Fast-food shops will be restricted from trading near schools in a council plan to cut “alarming” obesity statistics.
Swindon Borough Council also plans to create healthier environments through its planning, housing, social care, environmental health work.
A recent council report revealed one in four children aged between four and five were obese.
Council director of public health Steve Maddern said they wanted to “create healthy environments” for people.
“This is about creating an environment where people are able to be healthy more than asking them what individual actions they will take to lose weight.
“Subconsciously it will encourage them to eat more healthily,” he said.
Community fruit and veg schemes
Local Democracy Reporting Service said council officers would also continue the work already started with existing takeaways in central Swindon advising on how to help customers reduce excess calorie consumption, fat and sugar.
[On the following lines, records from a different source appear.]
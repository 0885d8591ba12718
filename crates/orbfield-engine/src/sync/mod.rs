//! CPU/GPU frame synchronization.
//!
//! The pool here is the only blocking point in the per-frame path.

mod frame_pool;

pub use frame_pool::{FramePool, FrameSlot};
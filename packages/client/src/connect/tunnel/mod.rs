//! Proxy tunnel clients
//!
//! HTTP CONNECT, SOCKS4/4a and SOCKS5 handshakes behind one contract.
//! Handshakes are generic over `Read + Write`; dialing goes through the
//! [`Dialer`] seam so a real TCP socket is only one possible transport.

mod client;
mod dialer;
mod http_connect;
mod socks4;
mod socks5;

#[cfg(test)]
pub(crate) mod mock;

pub use client::{ProxyClient, TunnelClient};
pub use dialer::{Dialer, TcpDialer};
pub use http_connect::HttpConnectClient;
pub use socks4::Socks4Client;
pub use socks5::Socks5Client;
The new obesity strategy includes plans to engage 80 business, in postcodes that have been linked to areas of greater childhood obesity prevalence, on healthy catering tips, these takeaways are located.
The council also aims to get 20 business to implement recommended changes as part of a consultation with Environmental Health Officers.
Cabinet member for housing councillor Janine Howarth said schools were seeing the effect of the ease and prevalence of takeaway and “finger food”.
“Children are going to school not knowing how to use a knife and fork,” she said.
Ms Clark said part of the plan would be to work with families and create community fruit and veg growing schemes in lower socio-economic neighbourhoods.
The council said the obesity strategy was endorsed by the board and will be adopted.